HR Considerations When Starting Your Dental Practice
October 16 2021 - Running a dental practice was much easier a few decades ago than it is today. There are several laws, audits, scrutiny, and disciplinary committees that regulate the running of the practices. Human rights, public health regulations, and privacy are other concerns that dentists need to incorporate into their practices. Dental owners and dentists must ensure they follow all checks and their licences are up-to-date.
Running a dental clinic is similar to a business. There are legalities, documentation, accounts, software, inventories, and even human resources (HR) considerations. Most dentists forget that just having basic knowledge of running a business, managing people, and understanding finances are not enough to succeed. The tools, implements, and equipment used in the dental practice are as essential as the people you hire.
While we can help you understand the HR consideration when starting your dental practice, you should order supplies and implements from well-known UK dental supplier Kent Express. Having good quality tools and implements will help boost the practice and improve its reputation.
HR compliance requires that all reports and incidents be filed neatly and to help with the due diligence. Interactions with late employees, excessive phone usage, surfing restricted material from the computers in the reception area, and more should all be filed correctly.
People mostly file all accounting and finance-related documents but fail to understand the legal implications of not having HR documentation ready. While no singular regulator requires you to file all HR documentation, it is best practice to document all critical interactions with employees. These reports may come in handy during annual reviews, appraisals, and performance training.
You may also use these documents in court if you are ever called for a legal matter concerning an employee. Since many dental practices are required to file their papers, it is good to have the HR documentation on hand to help save you thousands of pounds in case you are sued.
Human Resources (HR) Policy Manual:
While you may feel your dental practice is a start-up and will not require a Human Resource Policy Manual, you should get help in making one. The HR Manual is key to ensuring you have all the rules, regulations, behavioural guidelines, wage structures, leaves, bonuses, and other vital aspects of your company laid out.
The HR Manual should also have the ethical behaviour, non-tolerance policies, notice periods, and policy changes mentioned. You should also consider the legal ramifications of the rules and ensure they are in line with the HR policy mandates in the UK. While making your HR Policy Manual, you should remember to tailor it to your start-up and its needs.
You may need to think carefully about temporary and permanent staff, and will also need to consider the benefits you will offer. Sharing the HR Policy Manual with all members of your practice will help clear any confusion that the employees may have. Having an HR Policy Manual will help set the tone for the business culture and interaction with patients.
Onboarding and Recruiting Processes:
Many dentists and dental practice owners feel there is no need for such processes for a start-up. However, deciding how to frame job descriptions, salaries, reference requirements, experience levels, education levels is not easy. You should post the job ads on social media, print, and other areas that can get great responses.

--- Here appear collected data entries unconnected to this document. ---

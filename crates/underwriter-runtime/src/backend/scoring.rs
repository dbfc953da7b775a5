//! Shared scoring formulas for the built-in backends

use underwriter_core::LoanApplication;

pub(crate) const MIN_RISK_SCORE: f64 = 300.0;
pub(crate) const MAX_RISK_SCORE: f64 = 850.0;

/// Risk score on the 300-850 scale; higher means riskier
///
/// Sums a credit component (700 - credit score), a loan-to-income component
/// (loan / income * 100, or 100 without income) and twice the
/// debt-to-income percentage, then clamps.
pub(crate) fn risk_score(application: &LoanApplication) -> i32 {
    let credit_risk = 700.0 - f64::from(application.credit_score);
    let income_risk = if application.annual_income > 0.0 {
        application.loan_amount / application.annual_income * 100.0
    } else {
        100.0
    };
    let debt_risk = application.debt_to_income_ratio * 2.0;

    (credit_risk + income_risk + debt_risk)
        .clamp(MIN_RISK_SCORE, MAX_RISK_SCORE)
        .round() as i32
}

/// Round to two decimal places
pub(crate) fn round2(value: f64) -> f64 {
    (value * 100.0).round() / 100.0
}
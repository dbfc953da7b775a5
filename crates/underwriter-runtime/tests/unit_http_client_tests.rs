//! Unit tests for HttpDecisionClient
//!
//! These tests use mockito to mock the external decisioning service.

mod common;

use common::{application, approved_body, closed_port_url};
use mockito::{Matcher, Server};
use serde_json::json;
use std::time::Duration;
use underwriter_runtime::{BackendError, DecisionBackend, HttpBackendConfig, HttpDecisionClient, WireFormat};

fn config(endpoint: String) -> HttpBackendConfig {
    HttpBackendConfig {
        endpoint: Some(endpoint),
        timeout_secs: 2,
        ..HttpBackendConfig::default()
    }
}

#[tokio::test]
async fn test_posts_application_and_reads_decision() {
    let mut server = Server::new_async().await;
    let mock = server
        .mock("POST", "/decide")
        .match_header("content-type", "application/json")
        .match_body(Matcher::PartialJson(json!({
            "applicant_name": "Jordan Rivera",
            "credit_score": 750,
            "employment_type": "Full-time",
            "loan_purpose": "Home Purchase"
        })))
        .with_status(200)
        .with_header("content-type", "application/json")
        .with_body(approved_body().to_string())
        .create_async()
        .await;

    let client = HttpDecisionClient::new(format!("{}/decide", server.url())).unwrap();
    let payload = client.evaluate(&application(750, 25.0, 200_000.0)).await.unwrap();

    mock.assert_async().await;
    assert_eq!(payload.get_str("decision"), Some("approved"));
    assert_eq!(payload.get_f64("approved_amount"), Some(200_000.0));
    assert_eq!(client.name(), "http");
}

#[tokio::test]
async fn test_sends_bearer_token() {
    let mut server = Server::new_async().await;
    let mock = server
        .mock("POST", "/decide")
        .match_header("authorization", "Bearer secret-token")
        .with_status(200)
        .with_body(approved_body().to_string())
        .create_async()
        .await;

    let client = HttpDecisionClient::new(format!("{}/decide", server.url()))
        .unwrap()
        .with_api_key("secret-token");
    client.evaluate(&application(750, 25.0, 200_000.0)).await.unwrap();

    mock.assert_async().await;
}

#[tokio::test]
async fn test_sends_key_in_custom_header() {
    let mut server = Server::new_async().await;
    let mock = server
        .mock("POST", "/decide")
        .match_header("x-api-key", "raw-key")
        .match_header("authorization", Matcher::Missing)
        .with_status(200)
        .with_body(approved_body().to_string())
        .create_async()
        .await;

    let client = HttpDecisionClient::from_config(&HttpBackendConfig {
        api_key: Some("raw-key".to_string()),
        api_key_header: Some("X-Api-Key".to_string()),
        ..config(format!("{}/decide", server.url()))
    })
    .unwrap();
    client.evaluate(&application(700, 30.0, 50_000.0)).await.unwrap();

    mock.assert_async().await;
}

#[tokio::test]
async fn test_error_status_is_typed_failure() {
    let mut server = Server::new_async().await;
    let _mock = server
        .mock("POST", "/decide")
        .with_status(503)
        .with_body("model warming up")
        .create_async()
        .await;

    let client = HttpDecisionClient::from_config(&config(format!("{}/decide", server.url()))).unwrap();
    let err = client.evaluate(&application(700, 30.0, 50_000.0)).await.unwrap_err();

    assert_eq!(
        err,
        BackendError::Status {
            status: 503,
            body: "model warming up".to_string()
        }
    );
}

#[tokio::test]
async fn test_client_error_status_is_typed_failure() {
    let mut server = Server::new_async().await;
    let _mock = server
        .mock("POST", "/decide")
        .with_status(401)
        .create_async()
        .await;

    let client = HttpDecisionClient::from_config(&config(format!("{}/decide", server.url()))).unwrap();
    let err = client.evaluate(&application(700, 30.0, 50_000.0)).await.unwrap_err();

    assert!(matches!(err, BackendError::Status { status: 401, .. }));
}

#[tokio::test]
async fn test_malformed_body_is_decode_failure() {
    let mut server = Server::new_async().await;
    let _mock = server
        .mock("POST", "/decide")
        .with_status(200)
        .with_header("content-type", "application/json")
        .with_body("{\"decision\": \"approved\",")
        .create_async()
        .await;

    let client = HttpDecisionClient::from_config(&config(format!("{}/decide", server.url()))).unwrap();
    let err = client.evaluate(&application(700, 30.0, 50_000.0)).await.unwrap_err();

    assert!(matches!(err, BackendError::Decode(_)));
}

#[tokio::test]
async fn test_serving_format_round_trip() {
    let mut server = Server::new_async().await;
    let mock = server
        .mock("POST", "/serving-endpoints/underwriter/invocations")
        .match_body(Matcher::PartialJson(json!({
            "dataframe_records": [{"credit_score": 720}]
        })))
        .with_status(200)
        .with_body(json!({"predictions": [approved_body()]}).to_string())
        .create_async()
        .await;

    let client = HttpDecisionClient::from_config(&HttpBackendConfig {
        format: WireFormat::Serving,
        ..config(format!("{}/serving-endpoints/underwriter/invocations", server.url()))
    })
    .unwrap();
    let payload = client.evaluate(&application(720, 28.0, 200_000.0)).await.unwrap();

    mock.assert_async().await;
    assert_eq!(payload.get_str("reasoning"), Some("Strong credit history and low debt burden"));
}

#[tokio::test]
async fn test_connection_refused_is_typed_failure() {
    let client = HttpDecisionClient::from_config(&config(closed_port_url())).unwrap();
    let err = client.evaluate(&application(700, 30.0, 50_000.0)).await.unwrap_err();

    assert!(
        matches!(err, BackendError::Connect(_) | BackendError::Transport(_)),
        "unexpected error: {err:?}"
    );
}

#[tokio::test]
async fn test_unresponsive_server_times_out() {
    let listener = tokio::net::TcpListener::bind("127.0.0.1:0").await.unwrap();
    let addr = listener.local_addr().unwrap();
    tokio::spawn(async move {
        let mut held = Vec::new();
        while let Ok((socket, _)) = listener.accept().await {
            held.push(socket);
        }
    });

    let client = HttpDecisionClient::from_config(&HttpBackendConfig {
        timeout_secs: 1,
        ..config(format!("http://{}/decide", addr))
    })
    .unwrap();

    let started = std::time::Instant::now();
    let err = client.evaluate(&application(700, 30.0, 50_000.0)).await.unwrap_err();

    assert_eq!(err, BackendError::Timeout(Duration::from_secs(1)));
    assert!(started.elapsed() < Duration::from_secs(5));
}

Having a set process will help streamline the recruitment and will allow you to keep track of all applications. It will also help prospective employees with the onboarding process since you will understand the level of each application and the skill sets required.
Some things you should include in the onboarding process are:
- Offer Letter
- Equity Paperwork (if applicable)
- Employee Information
- Employee Agreements (intellectual property, non-compete, and so on)
Onboarding processes are excellent for setting the tone for excellent employee culture in the long term. If you are using any software in your dental practice, you should also set up training sessions for employees to ensure that your practice runs smoothly at all times.
Regulations for Health, Safety, and Compliance:
Making the work environment safe is required by law. You should ensure you have strict regulations about safety (emergency exits, phone numbers, medical supplies and more) and behaviour (sexual harassment policies, equal employment, and non-discrimination). Since HR regulations help keep the dental practice safe with clearly outlined rules and regulations, it is best to ensure you have everything ready before starting the recruitment and onboarding process.